You can read our in-depth analysis of this report in our blog, or scroll down further to download the charts.
Key findings include:
- Advertising spend continues to grow across the UK, and charities have a minimal hold of between 2% and 3% of overall spend.
- The main area of growth in advertising in the UK is through the internet, which has nearly doubled over the last four years and grown to 46% of all advertising spending. While charities have followed this trend they trail behind with only 5% of their advertising budgets going on the internet in 2016.
- That said, charity internet expenditure has risen over the last three years and represents a growth across the charity sector. However, this has been spearheaded by the large charities who are increasingly investing millions of pounds in this area.

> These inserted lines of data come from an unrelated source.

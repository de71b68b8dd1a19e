use anyhow::Result;
use axum::http::{header, HeaderValue, Method};
use clap::{Parser, Subcommand};
use std::sync::Arc;
use tower_http::cors::{AllowOrigin, CorsLayer};
use tracing::{info, warn};
use tracing_subscriber::EnvFilter;
use utoipa::OpenApi;
use utoipa_swagger_ui::SwaggerUi;

use pingnotes::{
    commands,
    config::Config,
    db::{DocumentStore, Database},
    oauth::{CredentialRefresher, OAuthRegistry, UnconfiguredRefresher},
    routes,
    services::{
        classifier::{ContentClassifier, LlmClassifier},
        file_lifecycle::FileLifecycleManager,
    },
    storage::factory::create_cloud_store,
    ApiDoc, AppState,
};

#[derive(Parser)]
#[command(name = "pingnotes")]
#[command(about = "Study notes backend: files in Google Drive, organised by subject and topic")]
struct Cli {
    #[command(subcommand)]
    command: Option<Command>,
}

#[derive(Subcommand)]
enum Command {
    /// Run the HTTP server (default)
    Serve,
    /// Apply database migrations and exit
    Migrate,
}

#[tokio::main]
async fn main() -> Result<()> {
    dotenvy::dotenv().ok();

    tracing_subscriber::fmt()
        .with_env_filter(
            EnvFilter::try_from_default_env().unwrap_or_else(|_| EnvFilter::new("info,pingnotes=debug")),
        )
        .init();

    let cli = Cli::parse();
    let config = Config::from_env()?;

    match cli.command.unwrap_or(Command::Serve) {
        Command::Migrate => commands::migrate::run_migrations(&config).await,
        Command::Serve => serve(config).await,
    }
}

fn cors_layer(config: &Config) -> CorsLayer {
    let origin = match HeaderValue::from_str(&config.frontend_url) {
        Ok(origin) => AllowOrigin::exact(origin),
        Err(_) => {
            warn!("FRONTEND_URL '{}' is not a valid origin; allowing any origin", config.frontend_url);
            AllowOrigin::any()
        }
    };

    CorsLayer::new()
        .allow_origin(origin)
        .allow_methods([Method::GET, Method::POST, Method::DELETE, Method::OPTIONS])
        .allow_headers([header::AUTHORIZATION, header::CONTENT_TYPE])
}

async fn serve(config: Config) -> Result<()> {
    info!("Starting Pingnotes on {}", config.server_address);

    let db = Database::new(&config.database_url).await?;
    db.with_retry(|| db.migrate()).await?;
    let store: Arc<dyn DocumentStore> = Arc::new(db);

    let oauth = OAuthRegistry::from_config(&config)?.map(Arc::new);
    let refresher: Arc<dyn CredentialRefresher> = match &oauth {
        Some(registry) => registry.refresher(),
        None => Arc::new(UnconfiguredRefresher),
    };

    let cloud = create_cloud_store(&config).await?;
    let classifier: Arc<dyn ContentClassifier> = Arc::new(LlmClassifier::from_config(&config)?);
    if config.llm_api_key.is_none() {
        warn!("LLM_API_KEY not set; subject suggestions and summaries are disabled");
    }

    let temp_dir = std::path::Path::new(&config.upload_path).join("temp");
    tokio::fs::create_dir_all(&temp_dir).await?;
    let files = Arc::new(FileLifecycleManager::new(
        store.clone(),
        cloud,
        refresher,
        classifier,
        temp_dir,
    ));

    let cors = cors_layer(&config);
    let server_address = config.server_address.clone();
    let state = Arc::new(AppState {
        config,
        store,
        files,
        oauth,
    });

    let app = routes::api_router(state)
        .merge(SwaggerUi::new("/swagger-ui").url("/api-docs/openapi.json", ApiDoc::openapi()))
        .layer(cors);

    let listener = tokio::net::TcpListener::bind(&server_address).await?;
    info!("Listening on {}", listener.local_addr()?);
    axum::serve(listener, app).await?;

    Ok(())
}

- Charity Press is the only area that has shown a downward trend over the last nine years, and especially since 2013, corresponding in the opposite direction to the advertising spend on the internet.
- Direct mail has reduced from around three quarters to a half of charities’ advertising expenditure, demonstrating a move away from direct marketing but this sill dominates charities advertising portfolios. With the eve of GDPR this is likely to change, and may be the right opportunity for charities to diversify their advertising.
- Cinema advertising spending has also increased over the last few years, but this is a small part of the expenditure and tends to be used by only around 25 charities, and is dominated by very few.